Wiki Funnel

Wiki Funnels – the Secret to Driving BIG Traffic to Long Tail Niches

Wiki FunnelEveryone knows that Wikipedia is a goldmine for quality traffic if you can get it but one significant problem is that many niches or long-tail topics on Wikipedia get, due to their nature, very little traffic. The traffic they do get may well be very high quality and the niche may be extremely profitable when you do get traffic but if the topic on Wikipedia just doesn’t get much attention then you’re out of luck. However there is a very simple solution to this problem which I am going to call Wiki Funnels (you heard it here first! (hopefully)). It should be noted that this trick applies to any wiki, not just Wikipedia itself.

What is a Wiki Funnel?

So what is a wiki funnel and how do you go about making one for your own topics? Well most people spend their time trying to get links FROM Wikipedia to their sites because it is such a powerful link to have and because it can drive great traffic, however when the subject page on Wikipedia just doesn’t get much traffic you have to find a way to build traffic to that page on Wikipedia. You could go about creating loads of external backlinks to the page in question, hoping that it will result in more traffic but that’s rather wasteful. A much better way is to build relevant links from other pages within Wikipedia to the page on Wikipedia which you are interested in.

A great thing about this is that you can do it without breaking any rules – you are actually contributing value to Wikipedia by improving navigation there, making it easier for visitors to find the information they are looking for.

How do you build a Wiki Funnel?

All you need to do is find other relevant wiki pages which don’t already link to your wiki page and which have traffic and then add a link. The key here is to make sure the pages you link from actually have traffic, otherwise you are just wasting your time. Fortunately it is easy to see how much traffic a wiki page has – just click the View history link at the top right of every page and there you will see another link for Page view statistics which will reveal all you need to know.

When you find pages with good traffic you can add the link in a couple of ways – one way is to edit the article text to add a sentence or paragraph in which you can include your page name (by “your page” I mean the wiki page you want to boost). Of course it must be relevant, you can’t just go adding paragraphs which don’t belong there at all! Another way which is even easier is to simply add the link in the See also section which is typically found towards the bottom of the page and consists of just a list of related wiki pages, so there’s nothing you need to write besides the name of the page.

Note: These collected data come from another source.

//! Health check endpoint.

use actix_web::{HttpResponse, web};
use serde::Serialize;

use crate::observability::RequestId;
use crate::state::AppState;

#[derive(Serialize)]
pub struct HealthResponse {
    pub status: &'static str,
    pub version: &'static str,
    pub storage: &'static str,
    pub request_id: String,
    pub timestamp: String,
}

/// Health check endpoint - returns server status.
///
/// GET /api/health
pub async fn health_check(state: web::Data<AppState>, request_id: RequestId) -> HttpResponse {
    let response = HealthResponse {
        status: "ok",
        version: env!("CARGO_PKG_VERSION"),
        storage: state.storage.as_str(),
        request_id: request_id.0,
        timestamp: chrono::Utc::now().to_rfc3339(),
    };

    HttpResponse::Ok().json(response)
}
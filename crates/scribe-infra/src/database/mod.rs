//! Database connection management and Postgres repositories.

mod connections;

#[cfg(feature = "postgres")]
mod postgres_base;
#[cfg(feature = "postgres")]
pub mod postgres_repo;

#[cfg(feature = "postgres")]
pub mod entity;

pub use connections::DatabaseConfig;

#[cfg(feature = "postgres")]
pub use connections::connect;

#[cfg(feature = "postgres")]
pub use postgres_repo::{
    PostgresCommentRepository, PostgresGroupRepository, PostgresPostRepository,
    PostgresUserRepository,
};

#[cfg(feature = "postgres")]
#[cfg(test)]
mod tests;
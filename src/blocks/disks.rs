//! NVMe disk usage, summed over each disk's partitions.

use std::collections::{BTreeMap, HashSet};

use humansize::{format_size, FormatSizeOptions, BINARY};
use once_cell::sync::Lazy;
use regex::Regex;

use super::Block;
use crate::core::alert::AlertChannel;

static NVME_PARTITION: Lazy<Regex> =
    Lazy::new(|| Regex::new(r"^/dev/(nvme\d+)n\d+p\d+$").expect("valid nvme regex"));

/// Usage percentage at which a disk raises an alert.
const ALERT_PERCENT: u64 = 95;

pub struct Disks;

/// Space used on one physical disk
#[derive(Debug, Clone, PartialEq, Eq)]
pub struct DiskUsage {
    pub disk: String,
    pub total_bytes: u64,
    pub used_bytes: u64,
}

impl DiskUsage {
    pub fn percent(&self) -> u64 {
        if self.total_bytes == 0 {
            return 0;
        }
        100 * self.used_bytes / self.total_bytes
    }

    pub fn free_bytes(&self) -> u64 {
        self.total_bytes.saturating_sub(self.used_bytes)
    }
}

/// Group `(device, total, used)` rows by NVMe disk.
///
/// Non-NVMe devices are ignored and a device mounted several times is only
/// counted once.
pub fn summarize<I>(rows: I) -> Vec<DiskUsage>
where
    I: IntoIterator<Item = (String, u64, u64)>,
{
    let mut seen = HashSet::new();
    let mut by_disk: BTreeMap<String, (u64, u64)> = BTreeMap::new();

    for (device, total, used) in rows {
        let Some(caps) = NVME_PARTITION.captures(&device) else {
            continue;
        };
        if !seen.insert(device.clone()) {
            continue;
        }
        let entry = by_disk.entry(caps[1].to_string()).or_default();
        entry.0 += total;
        entry.1 += used;
    }

    by_disk
        .into_iter()
        .map(|(disk, (total_bytes, used_bytes))| DiskUsage {
            disk,
            total_bytes,
            used_bytes,
        })
        .collect()
}

/// Alert text for the first disk at or above the alert threshold
pub fn full_disk_alert(usage: &[DiskUsage]) -> Option<String> {
    usage
        .iter()
        .find(|u| u.percent() >= ALERT_PERCENT)
        .map(|full| format!("disk {} at {}%", full.disk, full.percent()))
}

fn format_free(bytes: u64) -> String {
    let options = FormatSizeOptions::from(BINARY)
        .space_after_value(false)
        .decimal_places(1);
    format_size(bytes, options)
}

impl Block for Disks {
    fn name(&self) -> &'static str {
        "disks"
    }

    fn run(&self, out: &mut String, alerts: &mut AlertChannel) {
        let disks = sysinfo::Disks::new_with_refreshed_list();
        let rows = disks.list().iter().map(|disk| {
            let total = disk.total_space();
            (
                disk.name().to_string_lossy().into_owned(),
                total,
                total.saturating_sub(disk.available_space()),
            )
        });

        let usage = summarize(rows);
        let entries: Vec<String> = usage
            .iter()
            .map(|u| format!("{} {}% {}", u.disk, u.percent(), format_free(u.free_bytes())))
            .collect();
        out.push_str(&entries.join(" "));

        if let Some(message) = full_disk_alert(&usage) {
            alerts.set(message);
        }
    }
}
//! Battery charge from `/sys/class/power_supply`.

use std::fs;
use std::path::PathBuf;

use super::{read_word, sorted_entries, Block};
use crate::core::alert::AlertChannel;
use crate::core::config::SEPARATOR;

pub struct Batteries {
    root: PathBuf,
    alert_percent: u32,
}

impl Batteries {
    /// Read power supplies from `root` instead of `/sys/class/power_supply`
    pub fn with_root(root: impl Into<PathBuf>) -> Self {
        Self {
            root: root.into(),
            alert_percent: 10,
        }
    }

    fn collect(&self, alerts: &mut AlertChannel) -> Option<String> {
        let supplies = sorted_entries(&self.root)?;
        let mut entries = Vec::new();

        for supply in supplies {
            let Some(battery) = self.read_battery(&supply) else {
                continue;
            };
            if battery.status == 'D' && battery.capacity <= self.alert_percent {
                alerts.set(format!("battery {} at {}%", battery.label, battery.capacity));
            }
            entries.push(format!(
                "{} {}{}%",
                battery.label,
                state_char(battery.status),
                battery.capacity
            ));
        }
        Some(entries.join(SEPARATOR))
    }

    fn read_battery(&self, supply: &str) -> Option<Reading> {
        let dir = self.root.join(supply);
        if !read_word(&dir.join("type"))?.starts_with('B') {
            return None;
        }
        let capacity = read_word(&dir.join("capacity"))?.parse().ok()?;
        let status = fs::read_to_string(dir.join("status")).ok()?.chars().next()?;
        Some(Reading {
            label: label(supply).to_string(),
            capacity,
            status,
        })
    }
}

impl Default for Batteries {
    fn default() -> Self {
        Self::with_root("/sys/class/power_supply")
    }
}

struct Reading {
    label: String,
    capacity: u32,
    status: char,
}

/// Supply name up to its last dash
fn label(supply: &str) -> &str {
    supply.rsplit_once('-').map_or(supply, |(head, _)| head)
}

/// Compact marker for the first letter of the kernel's status string
fn state_char(status: char) -> char {
    match status {
        'C' => '+', // Charging
        'D' => '-', // Discharging
        'N' => 'o', // Not charging
        'F' => '=', // Full
        _ => '?',
    }
}

impl Block for Batteries {
    fn name(&self) -> &'static str {
        "batteries"
    }

    fn run(&self, out: &mut String, alerts: &mut AlertChannel) {
        if let Some(text) = self.collect(alerts) {
            out.push_str(&text);
        }
    }
}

So for example say your chosen subject was URL normalization, if you check the stats you will see it has about 4k views/month which is not too bad but it could better! So you go looking for relevant pages on Wikipedia which you could link to it, Canonical form looks good and it has over 9k views! So simply edit that page and add an internal link to the URL normalization page and that’s it – now some of that juicy traffic is going to find its way over to the page you are aiming to boost. Repeat this process several times so you build up a nice collection of traffic generating links. Imagine if you created a link on a high traffic page such as Search engine optimization which has nearly half a million views each month!

Finding Link Sources

Now you may be wondering how you go about finding relevant wiki pages where you can add the internal link, the answer is that you can either just google for them or use the wiki search feature. However there is an even easier way now and that is to use Keyword Predator which is what I did for the example above. Just enter the name of your page and it will return a list of relevant pages along with a Recent Interest indication which is based on those page view statistics. So if you find one which says interest is High or Very High then you just have to get a link in there! Even Medium is still a significant amount of traffic. If you can only find pages with Low interest (or Very Low but best not to bother with those) then you will just have to create more links from more pages like that.

Tiers of Joy

Which brings me to the funnel aspect – this method doesn’t have to be limited to a single tier of wiki links – every related page you link from can also be treated the same way. This means you can find pages relevant to that one and link to it from those, effectively creating a multi-tiered funnel of wiki links which all drive traffic back to your wiki page! This is particularly helpful when all the related pages you find for your page only have very low traffic – create multiple tiers so they all end up with more traffic to send to your page.

Now like many internet marketing tactics, this one could be abused but I don’t recommend trying that. For one thing you will spoil Wikipedia (or whatever wiki you work on) and for another, Wikipedia mods are usually on the ball and will ban you very soon, undoing all that hard work you put in. Do it properly and entirely within the rules, and your ultra long tail niche could quickly end up with a secret mine of traffic which can be tapped in various ways.

Of course how you get traffic from Wikipedia to your own site is another matter, it is not easy but it is possible and there are other ways to benefit from this even without a direct link to your site – just think outside the box!